The move was also aimed at drawing a distinction between Hollande and former president Nicolas Sarkozy, whose gross salary famously increased by 170 percent to 21,300 euros ($27,000) per month after he took office in 2007. The gross salaries of Hollande and Prime Minister Jean-Marc Ayrault will fall to 14,910 euros per month, while ministers' gross salaries will drop from 14,200 euros to 9,940 euros per month.
The head of the main opposition centre-right UMP party, Jean-Francois Cope, denounced the salary cut as a "sham", noting that the new government had 34 members - 14 more than Sarkozy's first cabinet in 2007. "Decreasing salaries by 30 percent cannot hide the simple fact that Francois Hollande's government will cost a lot more to the taxpayer," he said in a statement.
However Sarkozy's last government had 31 members including ministers and secretaries of state. Senior ministers said the government's first concern would be to tackle the European debt crisis and push Hollande's vow to shift the European Union's economic focus from austerity to growth.
"The priority is to disentangle the crisis in Europe," Foreign Minister Laurent Fabius told news channel BFMTV. "I am profoundly European but we need a different Europe, a Europe that is much more focused on jobs." Finance Minister Pierre Moscovici reiterated that Paris would not ratify the EU's fiscal austerity pact if it does not include measures to boost growth.
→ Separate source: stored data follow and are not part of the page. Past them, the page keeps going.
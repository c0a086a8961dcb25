//! Value object trait: equality by value, not identity.

/// Marker trait for value objects.
///
/// Value objects have **no identity**: two of them with the same attributes
/// are interchangeable. An entity holds value objects and replaces them
/// wholesale instead of editing them in place.
///
/// ```ignore
/// #[derive(Debug, Clone, Copy, PartialEq, Eq)]
/// enum Category { Watches, Bags }
///
/// impl ValueObject for Category {}
///
/// assert_eq!(Category::Watches, Category::Watches);
/// ```
pub trait ValueObject: Clone + PartialEq + core::fmt::Debug {}
use core::str::FromStr;

use serde::{Deserialize, Serialize};

use keepsake_core::ValueObject;

/// Closed set of item categories.
///
/// The declaration order is the canonical order exposed to collaborators.
/// Labels are the strings that are stored and transported.
#[derive(Debug, Clone, Copy, PartialEq, Eq, Hash, PartialOrd, Ord, Serialize, Deserialize)]
pub enum Category {
    #[serde(rename = "時計")]
    Watches,
    #[serde(rename = "バッグ")]
    Bags,
    #[serde(rename = "ジュエリー")]
    Jewelry,
    #[serde(rename = "靴")]
    Shoes,
    #[serde(rename = "その他")]
    Other,
}

impl Category {
    pub const ALL: [Category; 5] = [
        Category::Watches,
        Category::Bags,
        Category::Jewelry,
        Category::Shoes,
        Category::Other,
    ];

    pub const fn label(self) -> &'static str {
        match self {
            Category::Watches => "時計",
            Category::Bags => "バッグ",
            Category::Jewelry => "ジュエリー",
            Category::Shoes => "靴",
            Category::Other => "その他",
        }
    }

    /// Exact, case-sensitive lookup by label.
    pub fn from_label(label: &str) -> Option<Self> {
        Self::ALL.into_iter().find(|c| c.label() == label)
    }

    /// All labels in canonical order, comma separated.
    pub fn joined_labels() -> String {
        Self::ALL.map(Category::label).join(", ")
    }
}

impl ValueObject for Category {}

impl core::fmt::Display for Category {
    fn fmt(&self, f: &mut core::fmt::Formatter<'_>) -> core::fmt::Result {
        f.write_str(self.label())
    }
}

/// Returned when a string is not one of the category labels.
#[derive(Debug, Clone, PartialEq, Eq, thiserror::Error)]
#[error("unknown category: {0}")]
pub struct UnknownCategory(pub String);

impl FromStr for Category {
    type Err = UnknownCategory;

    fn from_str(s: &str) -> Result<Self, Self::Err> {
        Self::from_label(s).ok_or_else(|| UnknownCategory(s.to_string()))
    }
}

/// The category labels, in canonical order. Same list on every call.
pub fn valid_categories() -> [&'static str; 5] {
    Category::ALL.map(Category::label)
}

pub fn is_valid_category(category: &str) -> bool {
    Category::from_label(category).is_some()
}
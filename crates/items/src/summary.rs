use serde::{Deserialize, Serialize};

use crate::category::Category;
use crate::item::Item;

#[derive(Debug, Clone, Copy, PartialEq, Eq, Serialize, Deserialize)]
pub struct CategoryCount {
    pub category: Category,
    pub count: u64,
}

/// Item counts per category, in canonical category order.
///
/// Every category is listed, including empty ones. `total` counts every item
/// given, so an item whose category is not a member (possible only after a
/// failed full update) shows up in `total` and nowhere else.
#[derive(Debug, Clone, PartialEq, Eq, Serialize, Deserialize)]
pub struct CategorySummary {
    pub categories: Vec<CategoryCount>,
    pub total: u64,
}

impl CategorySummary {
    pub fn from_items<'a, I>(items: I) -> Self
    where
        I: IntoIterator<Item = &'a Item>,
    {
        let mut counts = [0u64; Category::ALL.len()];
        let mut total = 0;

        for item in items {
            total += 1;
            if let Some(category) = item.category_kind() {
                counts[category as usize] += 1;
            }
        }

        let categories = Category::ALL
            .into_iter()
            .zip(counts)
            .map(|(category, count)| CategoryCount { category, count })
            .collect();

        Self { categories, total }
    }

    pub fn count(&self, category: Category) -> u64 {
        self.categories
            .iter()
            .find(|c| c.category == category)
            .map_or(0, |c| c.count)
    }
}

#[cfg(test)]
mod tests {
    use super::*;

    fn item(category: &str) -> Item {
        Item::new("name", category, "brand", 1, "2023-01-01").unwrap()
    }

    #[test]
    fn empty_catalogue_lists_every_category() {
        let summary = CategorySummary::from_items(&[] as &[Item]);
        assert_eq!(summary.total, 0);
        assert_eq!(
            summary.categories.iter().map(|c| c.category).collect::<Vec<_>>(),
            Category::ALL.to_vec()
        );
        assert!(summary.categories.iter().all(|c| c.count == 0));
    }

    #[test]
    fn counts_per_category() {
        let items = vec![item("時計"), item("時計"), item("靴"), item("その他")];
        let summary = CategorySummary::from_items(&items);

        assert_eq!(summary.total, 4);
        assert_eq!(summary.count(Category::Watches), 2);
        assert_eq!(summary.count(Category::Bags), 0);
        assert_eq!(summary.count(Category::Shoes), 1);
        assert_eq!(summary.count(Category::Other), 1);
    }

    #[test]
    fn unlisted_category_counts_toward_total_only() {
        let mut broken = item("バッグ");
        let _ = broken.update("name", "衣服", "brand", 1, "2023-01-01");
        let items = [item("バッグ"), broken];

        let summary = CategorySummary::from_items(&items);
        assert_eq!(summary.total, 2);
        assert_eq!(summary.count(Category::Bags), 1);
        assert_eq!(summary.categories.iter().map(|c| c.count).sum::<u64>(), 1);
    }
}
"What has been said quite clearly is that the treaty will not be ratified as is and that it must be completed with a chapter on growth, with a growth strategy," Moscovici told BFMTV. Moscovici also gave assurances that the Socialists would keep public finances under control. "We must reorient the reconstruction of Europe, but not by turning our backs on budget discipline," he added.